Beyond that, we’re told all of the banks are expected to pass the “stress tests.” Really? Nineteen out of 19 are hunky-dory? Worst economic crisis since the Depression and not one major bank was deemed undercapitalized for a scenario considerably worse than the Obama economic projections? Wasn’t it last fall we were being told that if the bailout didn’t pass, we were going to wake up in a Mad Max film?
Oh, by the way, Car Czar Stephen Rattner told J. P. Morgan, Citigroup, Morgan Stanley, and Goldman Sachs they were going to have to take a $7 billion hit on the Chrysler-Fiat deal.
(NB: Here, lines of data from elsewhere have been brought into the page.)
//! SAML Response.

use chrono::{DateTime, Utc};

use super::assertion::{optional_instant, SamlAssertion};
use super::constants::STATUS_SUCCESS;
use crate::error::{SamlError, SamlResult};
use crate::xml::XmlElement;

/// A parsed SAML 2.0 `samlp:Response`.
#[derive(Debug, Clone, PartialEq, Eq)]
pub struct SamlResponse {
    /// Response ID.
    pub id: String,
    /// ID of the request this response answers.
    pub in_response_to: Option<String>,
    /// Endpoint the response was sent to.
    pub destination: Option<String>,
    /// Issuer.
    pub issuer: Option<String>,
    /// Issue instant.
    pub issue_instant: Option<DateTime<Utc>>,
    /// Top-level status code.
    pub status_code: String,
    /// Status message, if any.
    pub status_message: Option<String>,
    /// Whether the response itself carries an enveloped signature.
    pub signed: bool,
    /// Plain assertions.
    pub assertions: Vec<SamlAssertion>,
    /// Whether encrypted assertions are present.
    pub has_encrypted_assertion: bool,
}

impl SamlResponse {
    /// Parses a response document.
    pub fn parse(xml: &str) -> SamlResult<Self> {
        let root = XmlElement::parse(xml)?;
        if root.name != "Response" {
            return Err(SamlError::InvalidResponse(format!(
                "expected Response, found {}",
                root.name
            )));
        }

        let id = root
            .attr("ID")
            .filter(|v| !v.is_empty())
            .ok_or_else(|| SamlError::MissingElement("Response@ID".to_string()))?
            .to_string();

        let status = root
            .path(&["Status", "StatusCode"])
            .and_then(|s| s.attr("Value"))
            .ok_or_else(|| SamlError::MissingElement("Status/StatusCode".to_string()))?
            .to_string();

        let assertions = root
            .children_named("Assertion")
            .map(SamlAssertion::from_element)
            .collect::<SamlResult<Vec<_>>>()?;
        // Only one assertion may be consumed, and it must be the one verified.
        if assertions.len() > 1 {
            return Err(SamlError::InvalidResponse(format!(
                "{} assertions in one response",
                assertions.len()
            )));
        }

        Ok(Self {
            id,
            in_response_to: root.attr("InResponseTo").map(String::from),
            destination: root.attr("Destination").map(String::from),
            issuer: root
                .child("Issuer")
                .and_then(XmlElement::non_empty_text)
                .map(String::from),
            issue_instant: optional_instant(Some(&root), "IssueInstant")?,
            status_code: status,
            status_message: root
                .path(&["Status", "StatusMessage"])
                .and_then(XmlElement::non_empty_text)
                .map(String::from),
            signed: root.child("Signature").is_some(),
            assertions,
            has_encrypted_assertion: root.child("EncryptedAssertion").is_some(),
        })
    }

    /// Checks if the top-level status is Success.
    #[must_use]
    pub fn is_success(&self) -> bool {
        self.status_code == STATUS_SUCCESS
    }

    /// Returns the assertion, if the response carries one.
    #[must_use]
    pub fn assertion(&self) -> Option<&SamlAssertion> {
        self.assertions.first()
    }
}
If that scenario comes to pass, think that might affect the balance sheets of those banks?
HOUSING: I’m sure some markets will show signs of recovery soon, but housing prices won’t be coming back for a long while in a lot of places. The housing bubble burst in 2006 or so, we’re two years into a housing slump, and the number of foreclosures in a single month actually hit a record a month ago. Housing starts are awful (as they should be — who’s building homes during a time of intense overcapacity?) and shouldn’t be good for a while.
EMPLOYMENT: Jen Rubin notes why it will be rough for a while, maybe through 2010. The Congressional Budget Office says it should stink through 2011. I just wonder if when it hits 10 percent, whether that has a big psychological impact, and people hunker down even further.
This month’s big layoffs: Boeing, Yahoo, Hallmark Cards, Chicago steelmakers . . .
THE MARKETS: My liberal readers are saying, “Hey, why no stock market updates? It’s going up, so give Obama credit.” As of yesterday, it was up 176 points from Obama’s inauguration. We’re still 1500 below what it was on Election Day 2008.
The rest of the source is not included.